__EXERCISE__
Return exactly the lines below, starting with the one that has "const BODY: &str" and going on through the one that has "assert!(self.cell.read().running);".

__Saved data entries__
####
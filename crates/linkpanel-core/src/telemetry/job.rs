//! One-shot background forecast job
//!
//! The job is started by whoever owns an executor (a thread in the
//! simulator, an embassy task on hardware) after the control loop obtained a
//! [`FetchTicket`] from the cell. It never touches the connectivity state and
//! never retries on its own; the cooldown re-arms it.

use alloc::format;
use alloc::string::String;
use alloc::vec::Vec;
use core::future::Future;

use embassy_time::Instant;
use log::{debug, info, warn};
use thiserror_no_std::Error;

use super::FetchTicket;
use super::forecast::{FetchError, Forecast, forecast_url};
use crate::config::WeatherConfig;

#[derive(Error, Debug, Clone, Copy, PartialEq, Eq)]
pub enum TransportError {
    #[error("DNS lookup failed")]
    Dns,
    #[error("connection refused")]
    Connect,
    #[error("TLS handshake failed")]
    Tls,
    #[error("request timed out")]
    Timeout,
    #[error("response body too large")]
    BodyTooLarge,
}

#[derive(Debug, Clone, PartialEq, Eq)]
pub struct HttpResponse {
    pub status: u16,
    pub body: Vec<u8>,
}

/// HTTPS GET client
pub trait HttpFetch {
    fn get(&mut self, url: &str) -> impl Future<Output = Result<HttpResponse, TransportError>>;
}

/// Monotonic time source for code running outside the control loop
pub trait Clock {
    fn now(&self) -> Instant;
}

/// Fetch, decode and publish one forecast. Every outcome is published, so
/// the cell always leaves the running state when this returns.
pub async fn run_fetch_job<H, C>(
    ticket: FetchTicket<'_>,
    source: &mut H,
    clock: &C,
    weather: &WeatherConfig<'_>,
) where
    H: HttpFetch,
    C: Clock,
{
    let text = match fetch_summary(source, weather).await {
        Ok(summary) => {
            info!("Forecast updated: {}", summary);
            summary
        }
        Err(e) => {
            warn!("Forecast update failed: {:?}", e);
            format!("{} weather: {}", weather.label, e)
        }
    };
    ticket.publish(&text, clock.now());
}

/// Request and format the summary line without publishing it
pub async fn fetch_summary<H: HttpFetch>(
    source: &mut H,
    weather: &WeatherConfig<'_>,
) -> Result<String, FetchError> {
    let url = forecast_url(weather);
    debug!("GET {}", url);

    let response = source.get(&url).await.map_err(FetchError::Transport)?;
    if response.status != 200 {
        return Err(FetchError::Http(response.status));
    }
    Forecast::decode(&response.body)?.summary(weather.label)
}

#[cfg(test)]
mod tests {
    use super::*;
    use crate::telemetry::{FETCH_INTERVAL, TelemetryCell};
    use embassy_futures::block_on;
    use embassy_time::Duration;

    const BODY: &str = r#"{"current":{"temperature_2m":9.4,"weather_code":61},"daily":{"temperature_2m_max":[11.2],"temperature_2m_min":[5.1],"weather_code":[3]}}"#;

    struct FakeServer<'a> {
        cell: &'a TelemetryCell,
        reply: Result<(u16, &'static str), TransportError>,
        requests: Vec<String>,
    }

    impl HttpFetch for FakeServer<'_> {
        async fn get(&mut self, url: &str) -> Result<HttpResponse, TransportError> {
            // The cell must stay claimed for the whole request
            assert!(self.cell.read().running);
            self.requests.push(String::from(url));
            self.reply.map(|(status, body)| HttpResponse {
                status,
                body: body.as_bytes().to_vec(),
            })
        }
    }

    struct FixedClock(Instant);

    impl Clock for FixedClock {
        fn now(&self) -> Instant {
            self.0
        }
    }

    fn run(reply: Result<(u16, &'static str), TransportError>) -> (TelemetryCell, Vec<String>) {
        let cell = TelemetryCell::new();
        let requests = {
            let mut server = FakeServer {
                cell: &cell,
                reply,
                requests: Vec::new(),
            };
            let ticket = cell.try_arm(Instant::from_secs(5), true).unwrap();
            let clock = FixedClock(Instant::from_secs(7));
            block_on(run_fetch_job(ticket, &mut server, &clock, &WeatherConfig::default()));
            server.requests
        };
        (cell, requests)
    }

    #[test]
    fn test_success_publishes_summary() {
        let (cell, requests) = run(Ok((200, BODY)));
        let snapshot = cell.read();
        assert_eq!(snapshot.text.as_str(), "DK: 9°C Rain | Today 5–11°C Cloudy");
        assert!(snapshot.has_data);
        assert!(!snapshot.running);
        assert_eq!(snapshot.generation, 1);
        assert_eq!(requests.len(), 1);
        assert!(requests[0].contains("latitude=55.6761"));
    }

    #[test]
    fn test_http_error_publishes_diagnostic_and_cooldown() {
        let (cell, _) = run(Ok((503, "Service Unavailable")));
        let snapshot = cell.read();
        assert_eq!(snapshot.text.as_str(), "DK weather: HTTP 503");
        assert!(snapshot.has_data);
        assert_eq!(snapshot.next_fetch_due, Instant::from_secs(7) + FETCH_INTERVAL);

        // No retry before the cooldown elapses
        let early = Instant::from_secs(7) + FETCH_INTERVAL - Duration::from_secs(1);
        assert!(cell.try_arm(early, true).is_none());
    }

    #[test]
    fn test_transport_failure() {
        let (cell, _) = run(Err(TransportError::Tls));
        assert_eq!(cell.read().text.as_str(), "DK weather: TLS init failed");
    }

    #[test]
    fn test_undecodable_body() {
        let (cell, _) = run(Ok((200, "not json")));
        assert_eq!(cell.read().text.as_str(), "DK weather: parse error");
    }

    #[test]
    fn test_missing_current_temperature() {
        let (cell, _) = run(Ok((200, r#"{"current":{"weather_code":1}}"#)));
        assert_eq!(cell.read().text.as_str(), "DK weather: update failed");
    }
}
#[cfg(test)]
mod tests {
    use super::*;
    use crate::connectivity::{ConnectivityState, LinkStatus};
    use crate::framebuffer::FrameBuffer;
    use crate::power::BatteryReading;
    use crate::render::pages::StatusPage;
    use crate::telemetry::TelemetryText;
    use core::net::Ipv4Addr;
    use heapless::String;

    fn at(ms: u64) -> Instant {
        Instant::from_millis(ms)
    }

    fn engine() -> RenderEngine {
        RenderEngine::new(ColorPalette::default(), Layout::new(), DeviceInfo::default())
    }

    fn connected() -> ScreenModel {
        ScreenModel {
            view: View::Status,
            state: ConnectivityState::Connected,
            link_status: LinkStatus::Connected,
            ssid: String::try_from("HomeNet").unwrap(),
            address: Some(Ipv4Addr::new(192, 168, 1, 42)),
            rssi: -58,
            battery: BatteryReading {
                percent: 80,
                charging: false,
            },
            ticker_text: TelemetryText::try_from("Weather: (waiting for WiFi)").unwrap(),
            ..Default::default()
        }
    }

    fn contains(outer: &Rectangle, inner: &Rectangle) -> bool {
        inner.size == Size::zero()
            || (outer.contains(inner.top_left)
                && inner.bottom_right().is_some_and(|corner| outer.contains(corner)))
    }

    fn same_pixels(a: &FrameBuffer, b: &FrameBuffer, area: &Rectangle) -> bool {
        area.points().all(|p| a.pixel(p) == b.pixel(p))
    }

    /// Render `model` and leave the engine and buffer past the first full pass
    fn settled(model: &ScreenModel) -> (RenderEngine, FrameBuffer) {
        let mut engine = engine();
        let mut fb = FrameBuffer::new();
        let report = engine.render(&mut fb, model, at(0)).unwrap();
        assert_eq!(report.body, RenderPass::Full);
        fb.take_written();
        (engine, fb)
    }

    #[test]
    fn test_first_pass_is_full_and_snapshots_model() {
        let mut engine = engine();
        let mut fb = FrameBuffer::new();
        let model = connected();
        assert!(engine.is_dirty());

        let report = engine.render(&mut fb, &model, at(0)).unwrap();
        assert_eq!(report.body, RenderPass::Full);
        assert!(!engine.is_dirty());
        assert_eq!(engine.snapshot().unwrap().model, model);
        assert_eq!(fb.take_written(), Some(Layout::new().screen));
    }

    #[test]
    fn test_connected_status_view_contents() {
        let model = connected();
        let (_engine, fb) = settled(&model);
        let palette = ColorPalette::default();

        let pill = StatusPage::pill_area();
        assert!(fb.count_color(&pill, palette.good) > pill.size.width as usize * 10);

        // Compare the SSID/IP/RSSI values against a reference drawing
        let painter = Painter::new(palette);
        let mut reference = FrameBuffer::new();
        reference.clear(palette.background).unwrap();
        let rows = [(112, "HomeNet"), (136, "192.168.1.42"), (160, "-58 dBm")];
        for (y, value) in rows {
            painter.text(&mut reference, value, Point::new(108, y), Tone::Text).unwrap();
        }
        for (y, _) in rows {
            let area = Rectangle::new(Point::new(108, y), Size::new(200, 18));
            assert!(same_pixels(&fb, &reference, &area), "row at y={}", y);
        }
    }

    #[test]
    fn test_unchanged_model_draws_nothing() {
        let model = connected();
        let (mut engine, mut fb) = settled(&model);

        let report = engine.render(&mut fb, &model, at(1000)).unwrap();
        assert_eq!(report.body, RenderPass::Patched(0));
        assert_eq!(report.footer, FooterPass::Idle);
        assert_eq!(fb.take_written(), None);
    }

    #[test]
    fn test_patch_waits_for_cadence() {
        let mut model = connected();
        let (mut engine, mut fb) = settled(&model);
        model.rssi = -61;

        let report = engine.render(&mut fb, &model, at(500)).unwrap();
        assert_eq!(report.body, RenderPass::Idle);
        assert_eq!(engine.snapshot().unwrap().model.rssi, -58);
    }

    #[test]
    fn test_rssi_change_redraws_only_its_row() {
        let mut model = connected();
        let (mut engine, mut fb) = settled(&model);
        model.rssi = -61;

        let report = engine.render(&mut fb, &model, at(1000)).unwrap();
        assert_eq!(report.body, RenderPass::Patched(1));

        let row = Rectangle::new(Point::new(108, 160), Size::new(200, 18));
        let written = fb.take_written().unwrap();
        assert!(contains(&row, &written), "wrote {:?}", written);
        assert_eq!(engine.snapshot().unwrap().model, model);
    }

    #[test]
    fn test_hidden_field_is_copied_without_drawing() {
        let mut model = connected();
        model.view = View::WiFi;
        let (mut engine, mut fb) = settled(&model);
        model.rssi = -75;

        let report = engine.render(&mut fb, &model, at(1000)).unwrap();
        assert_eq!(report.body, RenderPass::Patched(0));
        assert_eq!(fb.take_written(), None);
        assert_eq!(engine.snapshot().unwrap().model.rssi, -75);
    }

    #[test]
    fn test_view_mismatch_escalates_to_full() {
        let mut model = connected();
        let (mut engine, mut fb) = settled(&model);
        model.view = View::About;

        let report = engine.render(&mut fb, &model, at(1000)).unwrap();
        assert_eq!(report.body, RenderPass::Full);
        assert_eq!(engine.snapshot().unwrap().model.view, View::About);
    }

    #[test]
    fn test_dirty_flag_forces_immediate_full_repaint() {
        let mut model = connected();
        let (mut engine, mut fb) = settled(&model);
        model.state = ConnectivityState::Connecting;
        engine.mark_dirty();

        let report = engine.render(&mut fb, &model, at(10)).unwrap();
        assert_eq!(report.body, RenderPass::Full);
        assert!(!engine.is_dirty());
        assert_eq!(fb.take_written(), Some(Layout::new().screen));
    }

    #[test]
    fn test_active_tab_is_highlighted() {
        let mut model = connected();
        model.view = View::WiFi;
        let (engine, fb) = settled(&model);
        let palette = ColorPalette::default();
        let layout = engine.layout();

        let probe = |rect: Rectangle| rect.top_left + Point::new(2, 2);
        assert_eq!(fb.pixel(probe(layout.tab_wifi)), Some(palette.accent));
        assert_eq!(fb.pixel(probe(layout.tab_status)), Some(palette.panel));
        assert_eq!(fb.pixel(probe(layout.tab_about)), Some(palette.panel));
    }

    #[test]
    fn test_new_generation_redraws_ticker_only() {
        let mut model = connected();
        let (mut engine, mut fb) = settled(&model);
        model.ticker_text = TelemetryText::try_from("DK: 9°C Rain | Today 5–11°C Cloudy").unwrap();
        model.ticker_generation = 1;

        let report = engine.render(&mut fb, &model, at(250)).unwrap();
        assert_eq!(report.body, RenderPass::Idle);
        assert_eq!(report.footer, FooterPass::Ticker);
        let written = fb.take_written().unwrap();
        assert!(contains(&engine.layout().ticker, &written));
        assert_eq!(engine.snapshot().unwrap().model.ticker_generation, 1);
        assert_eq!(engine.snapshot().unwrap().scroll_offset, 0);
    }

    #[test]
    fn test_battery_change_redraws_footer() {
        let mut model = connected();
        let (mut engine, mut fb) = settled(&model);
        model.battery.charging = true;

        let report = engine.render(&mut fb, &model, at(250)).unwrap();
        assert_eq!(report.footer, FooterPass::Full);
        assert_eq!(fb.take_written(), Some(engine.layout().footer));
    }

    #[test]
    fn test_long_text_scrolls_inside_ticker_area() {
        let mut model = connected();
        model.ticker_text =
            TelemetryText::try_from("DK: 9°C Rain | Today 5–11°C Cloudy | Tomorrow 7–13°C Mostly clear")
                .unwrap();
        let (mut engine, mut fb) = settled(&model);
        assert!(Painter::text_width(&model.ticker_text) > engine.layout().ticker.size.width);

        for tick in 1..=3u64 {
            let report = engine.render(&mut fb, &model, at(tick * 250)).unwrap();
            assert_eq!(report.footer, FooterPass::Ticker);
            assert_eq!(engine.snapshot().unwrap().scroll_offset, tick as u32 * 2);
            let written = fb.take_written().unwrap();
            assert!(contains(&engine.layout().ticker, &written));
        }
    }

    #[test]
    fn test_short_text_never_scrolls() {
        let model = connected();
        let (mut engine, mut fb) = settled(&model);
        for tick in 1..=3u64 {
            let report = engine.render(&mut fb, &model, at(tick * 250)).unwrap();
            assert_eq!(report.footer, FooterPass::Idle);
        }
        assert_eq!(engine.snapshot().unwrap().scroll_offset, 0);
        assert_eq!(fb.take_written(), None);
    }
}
####
__REPLY TO THE TASK__
    const BODY: &str = r#"{"current":{"temperature_2m":9.4,"weather_code":61},"daily":{"temperature_2m_max":[11.2],"temperature_2m_min":[5.1],"weather_code":[3]}}"#;

    struct FakeServer<'a> {
        cell: &'a TelemetryCell,
        reply: Result<(u16, &'static str), TransportError>,
        requests: Vec<String>,
    }

    impl HttpFetch for FakeServer<'_> {
        async fn get(&mut self, url: &str) -> Result<HttpResponse, TransportError> {
            // The cell must stay claimed for the whole request
            assert!(self.cell.read().running);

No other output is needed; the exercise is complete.